== Segment start ==
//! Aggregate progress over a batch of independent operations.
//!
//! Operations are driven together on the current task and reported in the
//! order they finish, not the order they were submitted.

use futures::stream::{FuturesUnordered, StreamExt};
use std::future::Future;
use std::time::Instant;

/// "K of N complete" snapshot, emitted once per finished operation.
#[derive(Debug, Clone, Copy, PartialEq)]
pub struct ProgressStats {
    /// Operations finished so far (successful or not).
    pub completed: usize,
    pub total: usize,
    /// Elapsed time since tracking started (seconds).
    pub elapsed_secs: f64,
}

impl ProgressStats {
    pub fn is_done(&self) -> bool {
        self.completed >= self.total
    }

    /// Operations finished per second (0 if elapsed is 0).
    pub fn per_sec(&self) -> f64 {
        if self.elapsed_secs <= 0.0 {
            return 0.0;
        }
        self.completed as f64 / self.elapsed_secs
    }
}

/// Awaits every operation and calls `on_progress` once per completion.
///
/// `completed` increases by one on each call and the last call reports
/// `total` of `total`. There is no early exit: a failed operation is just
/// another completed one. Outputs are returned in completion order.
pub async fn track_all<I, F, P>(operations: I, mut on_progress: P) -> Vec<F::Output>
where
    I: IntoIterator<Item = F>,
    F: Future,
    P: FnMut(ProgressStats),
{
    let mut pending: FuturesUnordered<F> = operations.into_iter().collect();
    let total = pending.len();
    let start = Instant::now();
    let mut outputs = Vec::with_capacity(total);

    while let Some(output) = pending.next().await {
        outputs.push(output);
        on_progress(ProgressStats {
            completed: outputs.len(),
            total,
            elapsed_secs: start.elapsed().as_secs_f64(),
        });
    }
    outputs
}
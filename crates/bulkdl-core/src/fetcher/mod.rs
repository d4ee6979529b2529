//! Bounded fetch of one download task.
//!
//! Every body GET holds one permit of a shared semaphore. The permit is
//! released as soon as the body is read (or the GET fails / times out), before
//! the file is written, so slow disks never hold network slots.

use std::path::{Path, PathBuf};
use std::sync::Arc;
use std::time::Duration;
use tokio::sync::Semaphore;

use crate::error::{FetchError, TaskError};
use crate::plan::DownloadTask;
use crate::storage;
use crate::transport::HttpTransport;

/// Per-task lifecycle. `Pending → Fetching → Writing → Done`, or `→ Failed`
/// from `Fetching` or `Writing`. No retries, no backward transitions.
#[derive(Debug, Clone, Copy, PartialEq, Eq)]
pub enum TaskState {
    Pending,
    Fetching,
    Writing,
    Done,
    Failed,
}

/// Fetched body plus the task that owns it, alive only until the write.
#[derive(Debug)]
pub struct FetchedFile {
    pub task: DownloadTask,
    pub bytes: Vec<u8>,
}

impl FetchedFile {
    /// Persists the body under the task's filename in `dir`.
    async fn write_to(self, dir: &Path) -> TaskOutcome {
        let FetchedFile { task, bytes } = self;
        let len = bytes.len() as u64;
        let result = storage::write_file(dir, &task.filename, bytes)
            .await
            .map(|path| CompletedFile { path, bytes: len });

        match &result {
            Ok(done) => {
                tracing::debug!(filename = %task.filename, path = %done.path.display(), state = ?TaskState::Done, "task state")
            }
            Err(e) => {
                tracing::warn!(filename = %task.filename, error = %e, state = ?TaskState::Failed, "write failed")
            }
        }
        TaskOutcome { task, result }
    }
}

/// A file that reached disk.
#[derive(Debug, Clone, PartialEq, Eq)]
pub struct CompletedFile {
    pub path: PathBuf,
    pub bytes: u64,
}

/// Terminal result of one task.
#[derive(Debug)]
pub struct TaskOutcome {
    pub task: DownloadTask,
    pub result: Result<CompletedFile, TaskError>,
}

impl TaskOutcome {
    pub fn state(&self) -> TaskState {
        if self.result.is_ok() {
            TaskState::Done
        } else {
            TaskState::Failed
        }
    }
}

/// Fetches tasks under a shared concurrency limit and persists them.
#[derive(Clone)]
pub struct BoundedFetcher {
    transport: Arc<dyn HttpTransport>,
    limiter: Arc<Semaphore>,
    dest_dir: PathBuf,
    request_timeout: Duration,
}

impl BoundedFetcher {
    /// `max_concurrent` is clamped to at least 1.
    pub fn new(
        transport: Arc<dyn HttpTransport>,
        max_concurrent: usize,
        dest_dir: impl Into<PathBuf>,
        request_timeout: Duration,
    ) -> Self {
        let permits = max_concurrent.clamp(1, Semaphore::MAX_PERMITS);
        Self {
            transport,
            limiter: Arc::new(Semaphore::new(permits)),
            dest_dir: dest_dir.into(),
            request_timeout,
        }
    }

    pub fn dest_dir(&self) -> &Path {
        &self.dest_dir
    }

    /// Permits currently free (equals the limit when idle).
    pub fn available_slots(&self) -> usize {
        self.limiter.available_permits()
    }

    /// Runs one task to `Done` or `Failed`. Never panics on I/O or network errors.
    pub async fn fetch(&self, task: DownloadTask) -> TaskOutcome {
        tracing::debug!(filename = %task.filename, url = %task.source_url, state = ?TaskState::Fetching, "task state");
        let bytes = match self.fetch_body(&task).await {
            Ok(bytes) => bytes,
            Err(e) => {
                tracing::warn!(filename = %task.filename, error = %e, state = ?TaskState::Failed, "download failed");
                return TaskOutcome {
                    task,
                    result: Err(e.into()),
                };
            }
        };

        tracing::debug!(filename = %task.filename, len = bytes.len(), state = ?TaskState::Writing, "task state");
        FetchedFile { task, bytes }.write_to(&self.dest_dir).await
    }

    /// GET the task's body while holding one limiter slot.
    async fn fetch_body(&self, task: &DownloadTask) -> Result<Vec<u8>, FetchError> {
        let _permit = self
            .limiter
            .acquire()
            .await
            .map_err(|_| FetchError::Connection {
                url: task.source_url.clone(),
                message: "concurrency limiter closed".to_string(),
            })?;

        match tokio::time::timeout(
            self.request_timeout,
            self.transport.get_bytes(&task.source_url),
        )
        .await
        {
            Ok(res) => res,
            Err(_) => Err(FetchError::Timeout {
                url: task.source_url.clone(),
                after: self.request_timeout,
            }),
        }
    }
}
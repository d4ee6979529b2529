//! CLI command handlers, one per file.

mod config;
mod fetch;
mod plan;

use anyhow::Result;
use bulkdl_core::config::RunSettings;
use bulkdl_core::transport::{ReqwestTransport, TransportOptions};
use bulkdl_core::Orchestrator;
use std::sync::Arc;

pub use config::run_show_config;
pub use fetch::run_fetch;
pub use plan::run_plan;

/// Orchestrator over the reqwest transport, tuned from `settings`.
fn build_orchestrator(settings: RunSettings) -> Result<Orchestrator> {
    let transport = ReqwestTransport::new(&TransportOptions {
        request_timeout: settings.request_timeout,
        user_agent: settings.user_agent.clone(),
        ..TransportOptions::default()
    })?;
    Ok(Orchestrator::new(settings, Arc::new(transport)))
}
== Segment end ==
◆ **What is expected**: Within the listing above, find every line containing the string "storage" and return it.

◆ **Result of this exercise**:
use crate::storage;
        let result = storage::write_file(dir, &task.filename, bytes)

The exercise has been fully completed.